Oh wait it just review of my weekend picks and commentary.

 

Cleveland 27 Baltimore 13 – Either Derek Anderson is getting better at his impersonation of an NFL QB, or the Ravens are really hurting. I thinking it’s a little of both. I have to give Anderson credit for making a couple plays. He may do enough to keep the seat warm for a couple weeks. With McNair hurt, you wonder if the Ravens would like to have Derek back. The Ravens secondary looked lost as our president trying to long division. They did however they did do a great impersonation of Elvis Patterson. Wow, do the Ravens miss Trevor Pryce. Pryce’s impact was felt by not only the Ravens, but the Broncos who could have used him, but that is for later.

 

Green Bay 23 Minnesota 16 So Favre got the record and now the Favre Hype Machine is running at top speed. It is like finding John Madden’s Porn collection, but with fewer midgets. Hey, the guy has earned the accolades, but there are times it just gets rammed down our throats about the greatness of Favre a little too much. Hey we know he is one of the best, but there are other guys out there with G’s on their helmets that have the team undefeated. The Pack now sits at 4-0, but there are still questions. Can or will this team be able to run the ball? Since they will need to if they want to continue to win? Even as well as Favre has played well, you know if they continue to put this all on his shoulders. He will start forcing things and we are back to the 2005 version of #4.

 

Detroit 37 – Chicago 27 Oh come on, Rex could have done the same thing. Okay that is not fair. It was a black Sunday for the NFC Super Bowl representative. Everyone will say that they are suffering from the Super Bowl hangover. I think it is more like Super Bowl Ebola. I do not know what was worse, making Griese throw the ball 52 times, giving up 34 points in the 4 th, or that the Bears are paying Benson all that money?

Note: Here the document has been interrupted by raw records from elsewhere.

//! The three object kinds a repository is built from: blobs (raw bytes,
//! addressed by the caller), trees and snapshots (structured, addressed by
//! their own canonical-JSON encoding).

use std::collections::BTreeMap;

use serde::{Deserialize, Serialize};

/// One entry in a tree: always a blob today (the tree is flat — there are no
/// nested tree objects, per the data model).
#[derive(Debug, Clone, PartialEq, Eq, Serialize, Deserialize)]
pub struct TreeEntry {
    #[serde(rename = "type")]
    pub kind: String,
    pub id: String,
}

impl TreeEntry {
    pub fn blob(id: impl Into<String>) -> Self {
        Self {
            kind: "blob".to_string(),
            id: id.into(),
        }
    }
}

/// A flat mapping from relative-path-string to blob entry. `BTreeMap` keeps
/// this sorted by construction, which is what canonical-JSON encoding needs.
#[derive(Debug, Clone, Default, PartialEq, Eq, Serialize, Deserialize)]
pub struct Tree {
    pub entries: BTreeMap<String, TreeEntry>,
}

impl Tree {
    pub fn new() -> Self {
        Self::default()
    }

    pub fn insert(&mut self, path: impl Into<String>, blob_id: impl Into<String>) {
        self.entries.insert(path.into(), TreeEntry::blob(blob_id));
    }
}

#[derive(Debug, Clone, Serialize, Deserialize)]
pub struct Snapshot {
    pub snapshot_id: String,
    pub root_tree: String,
    pub parent: Option<String>,
    pub message: String,
    pub timestamp: String,
}

/// Result of comparing two root trees by path.
#[derive(Debug, Clone, Default, Serialize, Deserialize, PartialEq, Eq)]
pub struct TreeDiff {
    pub added: Vec<String>,
    pub removed: Vec<String>,
    pub modified: Vec<String>,
}

impl TreeDiff {
    pub fn between(from: &Tree, to: &Tree) -> Self {
        let mut added = Vec::new();
        let mut removed = Vec::new();
        let mut modified = Vec::new();

        for (path, to_entry) in &to.entries {
            match from.entries.get(path) {
                None => added.push(path.clone()),
                Some(from_entry) if from_entry.id != to_entry.id => modified.push(path.clone()),
                Some(_) => {}
            }
        }
        for path in from.entries.keys() {
            if !to.entries.contains_key(path) {
                removed.push(path.clone());
            }
        }

        added.sort();
        removed.sort();
        modified.sort();
        Self {
            added,
            removed,
            modified,
        }
    }
}

#[cfg(test)]
mod test {
    use super::*;

    #[test]
    fn diff_is_symmetric() {
        let mut a = Tree::new();
        a.insert("keep.txt", "id-keep");
        a.insert("gone.txt", "id-gone");
        a.insert("changed.txt", "id-a");

        let mut b = Tree::new();
        b.insert("keep.txt", "id-keep");
        b.insert("new.txt", "id-new");
        b.insert("changed.txt", "id-b");

        let forward = TreeDiff::between(&a, &b);
        let backward = TreeDiff::between(&b, &a);

        assert_eq!(forward.added, backward.removed);
        assert_eq!(forward.removed, backward.added);
        assert_eq!(forward.modified, backward.modified);
        assert_eq!(forward.added, vec!["new.txt".to_string()]);
        assert_eq!(forward.removed, vec!["gone.txt".to_string()]);
        assert_eq!(forward.modified, vec!["changed.txt".to_string()]);
    }
}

All of this mixed with the injuries added up to a loss. Hey give the Lions some credit. They are 3-1 and maybe one of the more entertaining teams this year. If they do not score 30+ points they are going to give up 30, maybe 40 and sometimes 50. It maybe a season that could kill Lions fans though, since they may actually flirt with the playoffs, but there may be more games like they had in Philly. So get those crash carts ready.

 

Atlanta 26 – Houston 16 So did the Falcons get Joey Harrington the Real-QB surgery? Joey has played well the last two week, but then a blind squirrel find a receiver every once in a while. The Texans fast start (for them) is being undermined by attrition. At this rate the Texans may have to drop out of the AFC South and play 8 man football.

 

Buffalo 17 – New York Jets 13  Losman injury may have gotten worse, you may add sinking feeling to his list of maladies as he watches the rookie lead the Bills to a victory. The Jets were giving homage to their former roommates, the Mets and just slept walk through the game.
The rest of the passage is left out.